Data listing:
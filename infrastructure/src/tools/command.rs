//! Command execution tool: execute_command

use super::workspace::Workspace;
use std::process::Stdio;
use std::time::{Duration, Instant};
use tokio::process::Command;
use toolgate_domain::tool::{
    entities::{RiskTier, ToolCall, ToolDefinition, ToolParameter},
    value_objects::{ToolError, ToolResult, ToolResultMetadata},
};
use tracing::debug;

/// Tool name constant
pub const EXECUTE_COMMAND: &str = "execute_command";

/// Default timeout for command execution (30 seconds)
pub const DEFAULT_COMMAND_TIMEOUT: Duration = Duration::from_secs(30);

/// Maximum output size (1 MB)
const MAX_OUTPUT_SIZE: usize = 1024 * 1024;

/// Get the tool definition for execute_command
pub fn execute_command_definition() -> ToolDefinition {
    ToolDefinition::new(
        EXECUTE_COMMAND,
        "Execute a shell command and return its output",
        RiskTier::NeedsApproval,
    )
    .with_parameter(
        ToolParameter::new("command", "The command to execute", true).with_type("string"),
    )
    .with_parameter(
        ToolParameter::new("working_directory", "Working directory for the command", false)
            .with_type("path"),
    )
    .with_parameter(
        ToolParameter::new("timeout", "Timeout in seconds", false).with_type("number"),
    )
}

/// Execute the execute_command tool
///
/// A non-zero exit status is still a successful tool run; the exit code is
/// reported in the text so the model can react to it.
pub async fn execute_command(
    workspace: &Workspace,
    call: &ToolCall,
    default_timeout: Duration,
) -> ToolResult {
    let start = Instant::now();

    let command_str = match call.require_string("command") {
        Ok(c) => c,
        Err(e) => return ToolResult::failure(EXECUTE_COMMAND, ToolError::invalid_argument(e)),
    };

    let working_dir = match workspace.resolve(call.get_string("working_directory").unwrap_or("."))
    {
        Ok(dir) => dir,
        Err(e) => return ToolResult::failure(EXECUTE_COMMAND, e),
    };
    if !working_dir.is_dir() {
        return ToolResult::failure(
            EXECUTE_COMMAND,
            ToolError::not_found(format!(
                "Working directory does not exist: {}",
                workspace.display_path(&working_dir)
            )),
        );
    }

    let timeout = match call.get_i64("timeout") {
        Some(secs) if secs > 0 => Duration::from_secs(secs as u64),
        _ => default_timeout,
    };

    let mut cmd = if cfg!(target_os = "windows") {
        let mut c = Command::new("cmd");
        c.args(["/C", command_str]);
        c
    } else {
        let mut c = Command::new("sh");
        c.args(["-c", command_str]);
        c
    };
    cmd.current_dir(&working_dir)
        .stdin(Stdio::null())
        .stdout(Stdio::piped())
        .stderr(Stdio::piped())
        .kill_on_drop(true);

    debug!(command = command_str, timeout_secs = timeout.as_secs(), "Running command");

    let child = match cmd.spawn() {
        Ok(c) => c,
        Err(e) => {
            return ToolResult::failure(
                EXECUTE_COMMAND,
                ToolError::execution_failed(format!("Failed to spawn command: {}", e)),
            );
        }
    };

    // dropping the future on timeout kills the child
    let output = match tokio::time::timeout(timeout, child.wait_with_output()).await {
        Ok(Ok(output)) => output,
        Ok(Err(e)) => {
            return ToolResult::failure(
                EXECUTE_COMMAND,
                ToolError::execution_failed(format!("Failed to wait for command: {}", e)),
            );
        }
        Err(_) => {
            return ToolResult::failure(
                EXECUTE_COMMAND,
                ToolError::timeout(format!(
                    "command did not finish within {} seconds: {}",
                    timeout.as_secs(),
                    command_str
                )),
            );
        }
    };

    let exit_code = output.status.code().unwrap_or(-1);
    let stdout = String::from_utf8_lossy(&output.stdout);
    let stderr = String::from_utf8_lossy(&output.stderr);

    let mut combined_output = String::new();
    if !stdout.is_empty() {
        combined_output.push_str(&stdout);
    }
    if !stderr.is_empty() {
        if !combined_output.is_empty() {
            combined_output.push_str("\n--- stderr ---\n");
        }
        combined_output.push_str(&stderr);
    }
    if combined_output.len() > MAX_OUTPUT_SIZE {
        let mut cut = MAX_OUTPUT_SIZE;
        while !combined_output.is_char_boundary(cut) {
            cut -= 1;
        }
        combined_output.truncate(cut);
        combined_output.push_str("\n... (output truncated)");
    }

    let text = if output.status.success() {
        if combined_output.is_empty() {
            "(no output)".to_string()
        } else {
            combined_output
        }
    } else if combined_output.is_empty() {
        format!("Command exited with code {}", exit_code)
    } else {
        format!("Command exited with code {}\n{}", exit_code, combined_output)
    };

    let bytes = text.len();
    ToolResult::success(EXECUTE_COMMAND, text).with_metadata(ToolResultMetadata {
        duration_ms: Some(start.elapsed().as_millis() as u64),
        bytes: Some(bytes),
        path: Some(workspace.display_path(&working_dir)),
        exit_code: Some(exit_code),
    })
}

Instructions to follow:
The answer must contain every line of the material, unchanged.

Exercise result:
filename infrastructure/src/tools/command.rs
//! Command execution tool: execute_command

use super::workspace::Workspace;
use std::process::Stdio;
use std::time::{Duration, Instant};
use tokio::process::Command;
use toolgate_domain::tool::{
    entities::{RiskTier, ToolCall, ToolDefinition, ToolParameter},
    value_objects::{ToolError, ToolResult, ToolResultMetadata},
};
use tracing::debug;

/// Tool name constant
pub const EXECUTE_COMMAND: &str = "execute_command";

/// Default timeout for command execution (30 seconds)
pub const DEFAULT_COMMAND_TIMEOUT: Duration = Duration::from_secs(30);

/// Maximum output size (1 MB)
const MAX_OUTPUT_SIZE: usize = 1024 * 1024;

/// Get the tool definition for execute_command
pub fn execute_command_definition() -> ToolDefinition {
    ToolDefinition::new(
        EXECUTE_COMMAND,
        "Execute a shell command and return its output",
        RiskTier::NeedsApproval,
    )
    .with_parameter(
        ToolParameter::new("command", "The command to execute", true).with_type("string"),
    )
    .with_parameter(
        ToolParameter::new("working_directory", "Working directory for the command", false)
            .with_type("path"),
    )
    .with_parameter(
        ToolParameter::new("timeout", "Timeout in seconds", false).with_type("number"),
    )
}

/// Execute the execute_command tool
///
/// A non-zero exit status is still a successful tool run; the exit code is
/// reported in the text so the model can react to it.
pub async fn execute_command(
    workspace: &Workspace,
    call: &ToolCall,
    default_timeout: Duration,
) -> ToolResult {
    let start = Instant::now();

    let command_str = match call.require_string("command") {
        Ok(c) => c,
        Err(e) => return ToolResult::failure(EXECUTE_COMMAND, ToolError::invalid_argument(e)),
    };

    let working_dir = match workspace.resolve(call.get_string("working_directory").unwrap_or("."))
    {
        Ok(dir) => dir,
        Err(e) => return ToolResult::failure(EXECUTE_COMMAND, e),
    };
    if !working_dir.is_dir() {
        return ToolResult::failure(
            EXECUTE_COMMAND,
            ToolError::not_found(format!(
                "Working directory does not exist: {}",
                workspace.display_path(&working_dir)
            )),
        );
    }

    let timeout = match call.get_i64("timeout") {
        Some(secs) if secs > 0 => Duration::from_secs(secs as u64),
        _ => default_timeout,
    };

    let mut cmd = if cfg!(target_os = "windows") {
        let mut c = Command::new("cmd");
        c.args(["/C", command_str]);
        c
    } else {
        let mut c = Command::new("sh");
        c.args(["-c", command_str]);
        c
    };
    cmd.current_dir(&working_dir)
        .stdin(Stdio::null())
        .stdout(Stdio::piped())
        .stderr(Stdio::piped())
        .kill_on_drop(true);

    debug!(command = command_str, timeout_secs = timeout.as_secs(), "Running command");

    let child = match cmd.spawn() {
        Ok(c) => c,
        Err(e) => {
            return ToolResult::failure(
                EXECUTE_COMMAND,
                ToolError::execution_failed(format!("Failed to spawn command: {}", e)),
            );
        }
    };

    // dropping the future on timeout kills the child
    let output = match tokio::time::timeout(timeout, child.wait_with_output()).await {
        Ok(Ok(output)) => output,
        Ok(Err(e)) => {
            return ToolResult::failure(
                EXECUTE_COMMAND,
                ToolError::execution_failed(format!("Failed to wait for command: {}", e)),
            );
        }
        Err(_) => {
            return ToolResult::failure(
                EXECUTE_COMMAND,
                ToolError::timeout(format!(
                    "command did not finish within {} seconds: {}",
                    timeout.as_secs(),
                    command_str
                )),
            );
        }
    };

    let exit_code = output.status.code().unwrap_or(-1);
    let stdout = String::from_utf8_lossy(&output.stdout);
    let stderr = String::from_utf8_lossy(&output.stderr);

    let mut combined_output = String::new();
    if !stdout.is_empty() {
        combined_output.push_str(&stdout);
    }
    if !stderr.is_empty() {
        if !combined_output.is_empty() {
            combined_output.push_str("\n--- stderr ---\n");
        }
        combined_output.push_str(&stderr);
    }
    if combined_output.len() > MAX_OUTPUT_SIZE {
        let mut cut = MAX_OUTPUT_SIZE;
        while !combined_output.is_char_boundary(cut) {
            cut -= 1;
        }
        combined_output.truncate(cut);
        combined_output.push_str("\n... (output truncated)");
    }

    let text = if output.status.success() {
        if combined_output.is_empty() {
            "(no output)".to_string()
        } else {
            combined_output
        }
    } else if combined_output.is_empty() {
        format!("Command exited with code {}", exit_code)
    } else {
        format!("Command exited with code {}\n{}", exit_code, combined_output)
    };

    let bytes = text.len();
    ToolResult::success(EXECUTE_COMMAND, text).with_metadata(ToolResultMetadata {
        duration_ms: Some(start.elapsed().as_millis() as u64),
        bytes: Some(bytes),
        path: Some(workspace.display_path(&working_dir)),
        exit_code: Some(exit_code),
    })
}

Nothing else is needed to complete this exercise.